Confidence is only one of the benefits of strength training for women.
- Physically, weight training helps to increase bone density to fight osteoporosis or osteopenia. Training with weights also increases a woman’s balance and stability, which reduces the risk of a fall-related injury.
- Building muscle mass contributes to weight loss. “When you increase your muscle mass, you also increase your metabolism,” Heidi notes. “The muscle you build creates more tissue for which your body has to provide energy; strength training can help you burn more calories at rest than you would if you did cardio training alone. Even if you aren’t losing weight, building muscle sculpts your body—which can help clothes fit better.”
- One immediate effect of weight training is its ability to improve your mood by increasing endorphins.
- Strength training helps to reduce the risk of health problems that affect women. “It lowers blood pressure as well as risks of diabetes, stroke, Alzheimer’s, and heart disease—the number one killer of women,” Heidi explains.

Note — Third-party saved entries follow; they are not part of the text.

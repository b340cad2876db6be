//! Example demonstrating the G.722 payload format
//!
//! This example shows how to use the G.722 payload format handler
//! for RTP transmission.

use bytes::Bytes;
use rvoip_rtp_core::{
    PayloadFormat, PayloadType, create_payload_format,
    G722PayloadFormat,
};
use tracing::{info, debug};

fn main() {
    // Initialize logging
    tracing_subscriber::fmt()
        .with_max_level(tracing::Level::DEBUG)
        .init();
    
    info!("RTP G.722 Payload Format Example");
    
    // Create G.722 payload format handler directly
    let g722_format = G722PayloadFormat::new(8000);
    
    // Create some mock audio data (320 bytes = 20ms of 16kHz audio)
    let audio_data = create_sine_wave(16000, 440.0, 0.020);
    info!("Created {} bytes of 16kHz PCM audio data", audio_data.len());
    
    // In a real implementation, we would encode the PCM to G.722 here
    // For this example, we'll just simulate encoding by using half the size
    // (since G.722 compresses 16-bit PCM to 4 bits per sample)
    let encoded_data = simulate_g722_encoding(&audio_data);
    info!("Encoded to {} bytes of G.722 data", encoded_data.len());
    
    // Pack the G.722 data into an RTP payload
    let payload = g722_format.pack(&encoded_data, 0);
    info!("Packed into {} bytes of RTP payload", payload.len());
    
    // Demonstrate the special timestamp handling of G.722
    let ms_duration = 20;
    let rtp_timestamp_inc = g722_format.samples_from_duration(ms_duration);
    let actual_samples = g722_format.actual_samples_from_duration(ms_duration);
    
    info!("G.722 special timestamp handling:");
    info!("  - {} ms of audio = {} samples at 16kHz", ms_duration, actual_samples);
    info!("  - RTP timestamp increases by only {} (8kHz rate)", rtp_timestamp_inc);
    
    // Using the factory function
    match create_payload_format(PayloadType::G722, None) {
        Some(format) => {
            info!("Created {} format with PT={}", PayloadType::G722.name(), format.payload_type());
            
            // Calculate packet sizes
            let packet_size = format.packet_size_from_duration(20);
            info!("20ms of G.722 = {} bytes", packet_size);
            
            // Verify that the packet size matches our encoded data
            assert_eq!(packet_size, encoded_data.len());
        },
        None => {
            info!("Failed to create G.722 format handler");
        }
    }
}

/// Create a sine wave audio sample (16-bit PCM)
fn create_sine_wave(sample_rate: u32, frequency: f32, duration: f32) -> Vec<u8> {
    let num_samples = (sample_rate as f32 * duration) as usize;
    let mut result = Vec::with_capacity(num_samples);
    
    for i in 0..num_samples {
        let t = i as f32 / sample_rate as f32;
        let amplitude = (2.0 * std::f32::consts::PI * frequency * t).sin();
        
        // Scale to 8-bit unsigned PCM (0-255) for simplicity
        // In a real implementation, this would be 16-bit PCM
        let sample_value = ((amplitude + 1.0) * 127.5) as u8;
        result.push(sample_value);
    }
    
    result
}

/// Simulate G.722 encoding (compression from 16-bit PCM to 4 bits per sample)
/// This is just for demonstration - a real implementation would use a proper G.722 codec
fn simulate_g722_encoding(pcm_data: &[u8]) -> Vec<u8> {
    // G.722 compresses 16kHz 16-bit PCM to 4 bits per sample
    // For this simulation, we'll just take every other sample 
    // to simulate the compression (not real G.722 encoding!)
    let num_output_bytes = pcm_data.len() / 2;
    let mut result = Vec::with_capacity(num_output_bytes);
    
    for i in 0..num_output_bytes {
        result.push(pcm_data[i * 2]);
    }
    
    result
}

- Strengthening muscle is a very safe form of exercise. When weight lifting is done correctly, it has a very low risk of injury compared to sports like running.
- Increasing muscle mass can help prevent injuries of hips and ankles. “When you have stronger muscles, there’s less stress on joints,” Heidi observes. “Strength training also puts stress on the bone, which improves the density and strength of the bone itself. This makes strength training an injury-reducing benefit for women who also enjoy high-impact activities like running.”
Heidi encourages women to begin strength training by working with a personal trainer or performance specialist. “If you feel intimidated, a guide can explain how equipment works and show you how to use it,” she says. “I start my clients slowly; the last thing I want is to discourage them! It’s important to begin one step at a time. Get familiar with the exercises and understand their purpose. It takes time to build muscle, but you can start feeling an improvement in mood immediately. Gradual positive steps in strength training can lead to significant health gains over time.”